I booked in for a massage with Rachel when I was 37 weeks pregnant. I was in desperate need of some relaxation, not to mention some care and attention on my ankles and feet, which had swollen to the size of an elephant’s feet! Rachel used the holo-lilo for my massage (you lay on your front and your bump pokes through the hole). It felt really strange at first laying on my front, when I’d spent the previous 8 months avoiding pressure and being so protective of my tummy area, but once I had relaxed into it the massage was great. I really recommend this treatment for any mum-to-be…you never know when you’ll get time to pamper yourself again – thank you Rachel.
You may think of massage as a luxury to indulge in on occasion. But one of the most beneficial times for massage may be during pregnancy.
Benefits of a Pregnancy Massage
- Reduces swelling in hands, feet and ankles
- Lessens sciatic pain
- Eases muscular discomforts in areas like the low back, neck, calves
- Helps with relaxation which in turn can promote better sleep
- Helps relieve anxiety
- Helps increase blood circulation which in turn delivers more oxygen and nutrients to the baby
At The Therapy Room, we use the fabulous Holo-lilo. This cleverly designed lilo enables you to lie on your front during the massage.
Specially adapted massage techniques
Pregnancy massage uses adapted techniques to address the changes a woman’s body goes through during pregnancy.
For instance, blood volume increases dramatically – as much as 50% -during pregnancy. Blood flow to the legs often becomes sluggish.

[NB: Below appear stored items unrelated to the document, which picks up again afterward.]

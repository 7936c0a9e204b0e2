//! Collaborator contracts
//!
//! The orchestrator sequences these; it never implements them. Failures are
//! reported as `anyhow::Error` and handled per candidate by the workflow.

use crate::audit::TracingAuditSink;
use crate::types::{AppliedFix, DetectedError, FixCandidate, RemediationResult, TestReport};
use async_trait::async_trait;
use std::fmt;
use std::path::Path;
use std::sync::Arc;

/// Ranks candidate fixes for an error
#[async_trait]
pub trait PatternMatcher: Send + Sync {
    /// Candidates best-first; empty means no match
    async fn find_matches(&self, error: &DetectedError) -> Vec<FixCandidate>;
}

/// Mutates the affected artifact
#[async_trait]
pub trait Fixer: Send + Sync {
    /// Apply `candidate` to the error's source
    async fn apply_fix(
        &self,
        candidate: &FixCandidate,
        error: &DetectedError,
    ) -> anyhow::Result<AppliedFix>;
}

/// Validates a fixed artifact
#[async_trait]
pub trait TestRunner: Send + Sync {
    /// Run the tests relevant to `source`; `Err` means the run itself broke
    async fn run_tests(&self, source: &Path) -> anyhow::Result<TestReport>;
}

/// Ships a validated fix
#[async_trait]
pub trait DeploymentManager: Send + Sync {
    /// `Ok(true)` when live, `Ok(false)` when declined
    async fn deploy(&self, source: &Path, fix: &AppliedFix) -> anyhow::Result<bool>;
}

/// Durable record of every result
#[async_trait]
pub trait AuditSink: Send + Sync {
    /// Record a terminal result (best-effort)
    async fn log_remediation(&self, result: &RemediationResult) -> anyhow::Result<()>;
}

/// Fire-and-forget notification of terminal results
#[async_trait]
pub trait Notifier: Send + Sync {
    /// Notify about a terminal result (best-effort)
    async fn notify(&self, result: &RemediationResult) -> anyhow::Result<()>;
}

/// The set of collaborators one orchestrator drives
#[derive(Clone)]
pub struct Collaborators {
    /// Candidate ranking
    pub matcher: Arc<dyn PatternMatcher>,
    /// Fix application
    pub fixer: Arc<dyn Fixer>,
    /// Test execution
    pub test_runner: Arc<dyn TestRunner>,
    /// Deployment
    pub deployer: Arc<dyn DeploymentManager>,
    /// Audit trail
    pub audit: Arc<dyn AuditSink>,
    /// Notification, overriding the configured webhook
    pub notifier: Option<Arc<dyn Notifier>>,
}

impl Collaborators {
    /// Collaborators with a tracing-only audit sink and no notifier
    #[must_use]
    pub fn new(
        matcher: Arc<dyn PatternMatcher>,
        fixer: Arc<dyn Fixer>,
        test_runner: Arc<dyn TestRunner>,
        deployer: Arc<dyn DeploymentManager>,
    ) -> Self {
        Self {
            matcher,
            fixer,
            test_runner,
            deployer,
            audit: Arc::new(TracingAuditSink),
            notifier: None,
        }
    }

    /// With audit sink
    #[inline]
    #[must_use]
    pub fn with_audit_sink(mut self, audit: Arc<dyn AuditSink>) -> Self {
        self.audit = audit;
        self
    }

    /// With notifier
    #[inline]
    #[must_use]
    pub fn with_notifier(mut self, notifier: Arc<dyn Notifier>) -> Self {
        self.notifier = Some(notifier);
        self
    }
}

impl fmt::Debug for Collaborators {
    fn fmt(&self, f: &mut fmt::Formatter<'_>) -> fmt::Result {
        f.debug_struct("Collaborators")
            .field("notifier", &self.notifier.is_some())
            .finish_non_exhaustive()
    }
}
//! Error types for remediation
//!
//! Provides:
//! - The remediation failure taxonomy (per-candidate and terminal kinds)
//! - Orchestrator control errors
//! - Configuration loading errors

use serde::{Deserialize, Serialize};
use std::path::PathBuf;

/// Why a candidate or a whole remediation failed
///
/// Per-candidate kinds only ever appear in the log trail; the loop moves on
/// to the next candidate. Terminal kinds end the remediation.
#[derive(Debug, Clone, PartialEq, Eq, Serialize, Deserialize, thiserror::Error)]
#[serde(tag = "kind", rename_all = "snake_case")]
pub enum RemediationFailure {
    /// The pattern matcher returned no candidates
    #[error("no fix pattern matched")]
    NoPatternFound,

    /// Source could not be snapshotted, so the candidate was skipped unapplied
    #[error("backup failed before applying {candidate}: {message}")]
    BackupFailure { candidate: String, message: String },

    /// The fixer raised an error
    #[error("fix {candidate} could not be applied: {message}")]
    FixApplicationFailure { candidate: String, message: String },

    /// Tests failed or could not run
    #[error("tests failed after {candidate}: {message}")]
    TestFailure { candidate: String, message: String },

    /// Deployment raised or was declined
    #[error("deployment of {candidate} failed: {message}")]
    DeploymentFailure { candidate: String, message: String },

    /// The approval gate refused deployment
    #[error("deployment approval denied: {reason}")]
    ApprovalDenied { reason: String },

    /// Every attempted candidate failed
    #[error("all {attempted} candidate(s) exhausted")]
    AllCandidatesExhausted { attempted: usize },

    /// Candidates exist but automatic fixing is switched off
    #[error("automatic fixing is disabled")]
    AutoFixDisabled,

    /// Another remediation for the same error id was already running
    #[error("remediation already in flight for this error")]
    DuplicateInFlight,

    /// Unexpected failure inside the workflow
    #[error("critical error: {message}")]
    CriticalError { message: String },
}

impl RemediationFailure {
    /// Whether this failure ends the remediation
    #[inline]
    #[must_use]
    pub fn is_terminal(&self) -> bool {
        !matches!(
            self,
            Self::BackupFailure { .. }
                | Self::FixApplicationFailure { .. }
                | Self::TestFailure { .. }
                | Self::DeploymentFailure { .. }
        )
    }

    /// Create critical error
    #[inline]
    pub fn critical(message: impl Into<String>) -> Self {
        Self::CriticalError {
            message: message.into(),
        }
    }
}

/// Errors from the orchestrator's control surface
#[derive(Debug, thiserror::Error)]
pub enum OrchestratorError {
    /// `start` called while already consuming errors
    #[error("orchestrator is already running")]
    AlreadyRunning,

    /// The intake task ended abnormally
    #[error("intake task failed: {0}")]
    Intake(String),
}

/// Configuration loading errors
#[derive(Debug, thiserror::Error)]
pub enum ConfigError {
    /// File could not be read
    #[error("cannot read config {path}: {source}")]
    Io {
        path: PathBuf,
        #[source]
        source: std::io::Error,
    },

    /// File is not valid TOML for the schema
    #[error("invalid config: {0}")]
    Parse(#[from] toml::de::Error),

    /// A value is out of range
    #[error("invalid config value for {field}: {message}")]
    Invalid { field: &'static str, message: String },
}

#[cfg(test)]
mod tests {
    use super::*;

    #[test]
    fn per_candidate_failures_are_not_terminal() {
        let fix = RemediationFailure::FixApplicationFailure {
            candidate: "null-check".into(),
            message: "boom".into(),
        };
        assert!(!fix.is_terminal());
        assert!(RemediationFailure::NoPatternFound.is_terminal());
        assert!(RemediationFailure::AllCandidatesExhausted { attempted: 2 }.is_terminal());
        assert!(RemediationFailure::critical("x").is_terminal());
    }

    #[test]
    fn failure_display() {
        let denied = RemediationFailure::ApprovalDenied {
            reason: "severity medium".into(),
        };
        assert!(denied.to_string().contains("approval denied"));
    }

    #[test]
    fn failure_serializes_with_kind_tag() {
        let json = serde_json::to_value(RemediationFailure::AllCandidatesExhausted { attempted: 3 })
            .unwrap();
        assert_eq!(json["kind"], "all_candidates_exhausted");
        assert_eq!(json["attempted"], 3);
    }

    #[test]
    fn duplicate_is_terminal() {
        assert!(RemediationFailure::DuplicateInFlight.is_terminal());
        let json = serde_json::to_value(RemediationFailure::DuplicateInFlight).unwrap();
        assert_eq!(json["kind"], "duplicate_in_flight");
    }

    #[test]
    fn orchestrator_error_display() {
        assert!(OrchestratorError::AlreadyRunning.to_string().contains("already running"));
    }
}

And the levels of anticoagulants in the blood, designed to prevent hemorrhaging during delivery, naturally rise.
These circulatory changes put a pregnant woman at risk of blood clots in the lower legs, typically in the calves or inner thigh. To be safe, a pregnancy massage should avoid deep massage and strong pressure on the legs.
Using strong pressure could dislodge a blood clot. Instead, a very light, slow stroke is used on the legs.
Things to check before you have a pregnancy massage
You should avoid a pregnancy massage if you are diagnosed with, or have a history of, high risk pregnancy, deep vein thrombosis or pulmonary embolism unless massage is specified with your doctor or midwife.
Pregnancy can induce certain conditions such as pre-eclampsia, gestational diabetes and hypertension. In these cases, you should check with your doctor or midwife first.
Whilst there is no evidence linking massage to miscarriage, the first 3 months of pregnancy is the time where your body is still adjusting so it is advisable to not have a massage during the first 12 weeks.